*WHAT YOU SHOULD DO*: Go through the records line by line from the top and repeat each one exactly, ending with the line that contains "(-60 to 0 dB)".

*TASK MATERIAL*:
>>>

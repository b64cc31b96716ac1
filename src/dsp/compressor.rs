//! Compressor effect
//!
//! Feed-forward compressor with a per-channel peak envelope. The chain runs
//! two instances: a gentle leveler ahead of the waveshapers and a heavy one
//! after them to tame the extra peak density.

use super::envelope::EnvelopeFollower;
use super::{db_to_linear, linear_to_db, Effect, ProcessSpec};
use crate::audio::AudioBlock;
use crate::error::{DistroarError, Result};
use serde::{Deserialize, Serialize};

/// Compressor settings
#[derive(Debug, Clone, Copy, PartialEq, Serialize, Deserialize)]
pub struct CompressorSettings {
    /// Threshold level in dB (-60 to 0 dB)
    pub threshold_db: f32,
    /// Compression ratio (1.0 to 20.0, representing 1:1 to 20:1)
    pub ratio: f32,
    /// Attack time in milliseconds (0.1 to 100 ms)
    pub attack_ms: f32,
    /// Release time in milliseconds (10 to 1000 ms)
    pub release_ms: f32,
}

impl CompressorSettings {
    /// Mild leveling stage ahead of the waveshapers
    pub const PRE_DISTORTION: Self = Self {
        threshold_db: -20.0,
        ratio: 2.0,
        attack_ms: 10.0,
        release_ms: 100.0,
    };

    /// Heavy stage after the waveshapers
    pub const POST_DISTORTION: Self = Self {
        threshold_db: -10.0,
        ratio: 12.0,
        attack_ms: 10.0,
        release_ms: 80.0,
    };

    /// Validate settings against their ranges
    pub fn validate(&self, name: &str) -> Result<()> {
        check_range(name, "threshold_db", self.threshold_db, -60.0, 0.0, "-60 to 0 dB")?;
        check_range(name, "ratio", self.ratio, 1.0, 20.0, "1 to 20")?;
        check_range(name, "attack_ms", self.attack_ms, 0.1, 100.0, "0.1 to 100 ms")?;
        check_range(name, "release_ms", self.release_ms, 10.0, 1000.0, "10 to 1000 ms")?;
        Ok(())
    }
}

impl Default for CompressorSettings {
    fn default() -> Self {
        Self::PRE_DISTORTION
    }
}

fn check_range(name: &str, param: &str, value: f32, min: f32, max: f32, expected: &str) -> Result<()> {
    if !(min..=max).contains(&value) {
        return Err(DistroarError::InvalidConfig {
            param: format!("{}.{}", name, param),
            value: value.to_string(),
            expected: expected.to_string(),
        });
    }
    Ok(())
}

/// Feed-forward compressor dynamics processor
///
/// Each channel tracks its own peak envelope; gain is unity below the
/// threshold and `(env / threshold)^(1/ratio - 1)` above it. No look-ahead
/// and no makeup gain.
#[derive(Debug, Clone)]
pub struct Compressor {
    settings: CompressorSettings,
    threshold_linear: f32,
    /// Exponent applied to the over-threshold ratio: 1/ratio - 1
    gain_exponent: f32,
    /// Peak level detector per channel
    envelopes: Vec<EnvelopeFollower>,
    /// Last applied gain per channel (linear), for metering
    gain_reduction: Vec<f32>,
}

impl Compressor {
    pub fn new(settings: CompressorSettings) -> Self {
        Self {
            settings,
            threshold_linear: db_to_linear(settings.threshold_db),
            gain_exponent: 1.0 / settings.ratio.max(1.0) - 1.0,
            envelopes: Vec::new(),
            gain_reduction: Vec::new(),
        }
    }

    pub fn settings(&self) -> &CompressorSettings {
        &self.settings
    }

    /// Get the current gain reduction in dB for metering (0 or negative)
    pub fn gain_reduction_db(&self) -> f32 {
        // Report the channel with the most reduction
        let deepest = self.gain_reduction.iter().copied().fold(1.0_f32, f32::min);
        if deepest > 0.0 {
            linear_to_db(deepest)
        } else {
            -96.0
        }
    }

    /// Gain for a detected envelope level
    #[inline]
    fn gain_for(&self, envelope: f32) -> f32 {
        if envelope < self.threshold_linear {
            1.0
        } else {
            (envelope / self.threshold_linear).powf(self.gain_exponent)
        }
    }
}

impl Effect for Compressor {
    fn prepare(&mut self, spec: &ProcessSpec) {
        let mut envelope = EnvelopeFollower::new(self.settings.attack_ms, self.settings.release_ms, 0.0);
        envelope.prepare(spec.sample_rate);
        self.envelopes = vec![envelope; spec.num_channels];
        self.gain_reduction = vec![1.0; spec.num_channels];
    }

    fn process(&mut self, block: &mut AudioBlock<'_>) {
        let num_channels = block.num_channels().min(self.envelopes.len());

        for frame in block.frames_mut() {
            for (channel, sample) in frame.iter_mut().enumerate().take(num_channels) {
                let envelope = self.envelopes[channel].follow(sample.abs());
                let gain = self.gain_for(envelope);
                self.gain_reduction[channel] = gain;
                *sample *= gain;
            }
        }
    }

    fn reset(&mut self) {
        for envelope in &mut self.envelopes {
            envelope.reset();
        }
        for gr in &mut self.gain_reduction {
            *gr = 1.0;
        }
    }

    fn effect_type(&self) -> &'static str {
        "compressor"
    }
}

#[cfg(test)]
mod tests {
    use super::*;
    use approx::assert_relative_eq;

    fn prepared(settings: CompressorSettings, channels: usize) -> Compressor {
        let mut comp = Compressor::new(settings);
        comp.prepare(&ProcessSpec::new(44100.0, 512, channels));
        comp
    }

    #[test]
    fn test_fixed_stage_settings() {
        let pre = CompressorSettings::PRE_DISTORTION;
        assert_eq!((pre.threshold_db, pre.ratio, pre.attack_ms, pre.release_ms), (-20.0, 2.0, 10.0, 100.0));
        let post = CompressorSettings::POST_DISTORTION;
        assert_eq!((post.threshold_db, post.ratio, post.attack_ms, post.release_ms), (-10.0, 12.0, 10.0, 80.0));
        assert!(pre.validate("pre").is_ok());
        assert!(post.validate("post").is_ok());
    }

    #[test]
    fn test_validation_names_the_parameter() {
        let settings = CompressorSettings {
            ratio: 0.5,
            ..CompressorSettings::PRE_DISTORTION
        };
        match settings.validate("pre_compressor") {
            Err(DistroarError::InvalidConfig { param, .. }) => assert_eq!(param, "pre_compressor.ratio"),
            other => panic!("expected InvalidConfig, got {:?}", other),
        }
    }

    #[test]
    fn test_below_threshold_is_untouched() {
        let mut comp = prepared(CompressorSettings::PRE_DISTORTION, 1);
        let mut data = vec![0.05_f32; 4410];
        let original = data.clone();
        comp.process(&mut AudioBlock::new(&mut data, 1).unwrap());
        assert_eq!(data, original);
        assert_eq!(comp.gain_reduction_db(), 0.0);
    }

    #[test]
    fn test_steady_state_follows_ratio() {
        // 0 dB in, -20 dB threshold, 2:1 -> -10 dB out once settled
        let mut comp = prepared(CompressorSettings::PRE_DISTORTION, 1);
        let mut data = vec![1.0_f32; 44100];
        comp.process(&mut AudioBlock::new(&mut data, 1).unwrap());
        assert_relative_eq!(*data.last().unwrap(), 10.0_f32.powf(-0.5), epsilon = 1e-3);
        assert_relative_eq!(comp.gain_reduction_db(), -10.0, epsilon = 0.05);
    }

    #[test]
    fn test_heavy_ratio_holds_output_near_threshold() {
        let mut comp = prepared(CompressorSettings::POST_DISTORTION, 1);
        let mut data = vec![1.0_f32; 44100];
        comp.process(&mut AudioBlock::new(&mut data, 1).unwrap());
        let out_db = linear_to_db(*data.last().unwrap());
        assert_relative_eq!(out_db, -10.0 + 10.0 / 12.0, epsilon = 0.05);
    }

    #[test]
    fn test_channels_are_independent() {
        let mut comp = prepared(CompressorSettings::PRE_DISTORTION, 2);
        let mut data: Vec<f32> = (0..2000).flat_map(|_| [1.0_f32, 0.01]).collect();
        comp.process(&mut AudioBlock::new(&mut data, 2).unwrap());
        assert!(data[data.len() - 2] < 0.9);
        assert_eq!(data[data.len() - 1], 0.01);
    }

    #[test]
    fn test_reset_clears_envelopes() {
        let mut comp = prepared(CompressorSettings::POST_DISTORTION, 1);
        let mut loud = vec![1.0_f32; 2000];
        comp.process(&mut AudioBlock::new(&mut loud, 1).unwrap());
        comp.reset();
        let mut first = vec![1.0_f32];
        comp.process(&mut AudioBlock::new(&mut first, 1).unwrap());

        let mut fresh = prepared(CompressorSettings::POST_DISTORTION, 1);
        let mut expected = vec![1.0_f32];
        fresh.process(&mut AudioBlock::new(&mut expected, 1).unwrap());
        assert_eq!(first, expected);
    }

    #[test]
    fn test_envelope_decays_to_zero_in_silence() {
        let mut comp = prepared(CompressorSettings::POST_DISTORTION, 1);
        let mut loud = vec![1.0_f32; 4410];
        comp.process(&mut AudioBlock::new(&mut loud, 1).unwrap());

        let mut silence = vec![0.0_f32; 44100 * 20];
        comp.process(&mut AudioBlock::new(&mut silence, 1).unwrap());
        assert_eq!(comp.gain_reduction_db(), 0.0);
        assert!(comp.envelopes.iter().all(|env| env.value() == 0.0));
    }

    #[test]
    fn test_output_is_finite_for_extreme_input() {
        let mut comp = prepared(CompressorSettings::POST_DISTORTION, 2);
        let mut data = vec![1.0e6_f32, -1.0e6, 0.0, 1.0e-30];
        comp.process(&mut AudioBlock::new(&mut data, 2).unwrap());
        assert!(data.iter().all(|s| s.is_finite()));
    }
}
//! Distroar - multiband distortion engine
//!
//! A block-based stereo effect that gates, compresses and splits the input
//! into three bands, saturates each band with its own curve and adaptive
//! drive, then recombines, tone-filters and levels the result.
//!
//! # Example
//!
//! ```
//! use distroar::{AudioBuffer, DistortionEngine, EngineParameters};
//!
//! let mut engine = DistortionEngine::new();
//! engine.prepare(48000.0, 256, 2).unwrap();
//!
//! let mut buffer = AudioBuffer::sine_wave(110.0, 0.5, 0.1, 2, 48000);
//! engine.process_buffer(&mut buffer, &EngineParameters::default()).unwrap();
//! assert!(buffer.is_valid());
//! ```

pub mod audio;
pub mod cli;
pub mod config;
pub mod dsp;
pub mod engine;
pub mod error;

pub use audio::{AudioBlock, AudioBuffer};
pub use config::EngineConfig;
pub use engine::{DistortionEngine, EngineParameters, EngineState};
pub use error::{DistroarError, Result};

<<<

*TASK RESULT*:
repository b64cc31b96716ac1
filename src/dsp/compressor.rs
//! Compressor effect
//!
//! Feed-forward compressor with a per-channel peak envelope. The chain runs
//! two instances: a gentle leveler ahead of the waveshapers and a heavy one
//! after them to tame the extra peak density.

use super::envelope::EnvelopeFollower;
use super::{db_to_linear, linear_to_db, Effect, ProcessSpec};
use crate::audio::AudioBlock;
use crate::error::{DistroarError, Result};
use serde::{Deserialize, Serialize};

/// Compressor settings
#[derive(Debug, Clone, Copy, PartialEq, Serialize, Deserialize)]
pub struct CompressorSettings {
    /// Threshold level in dB (-60 to 0 dB)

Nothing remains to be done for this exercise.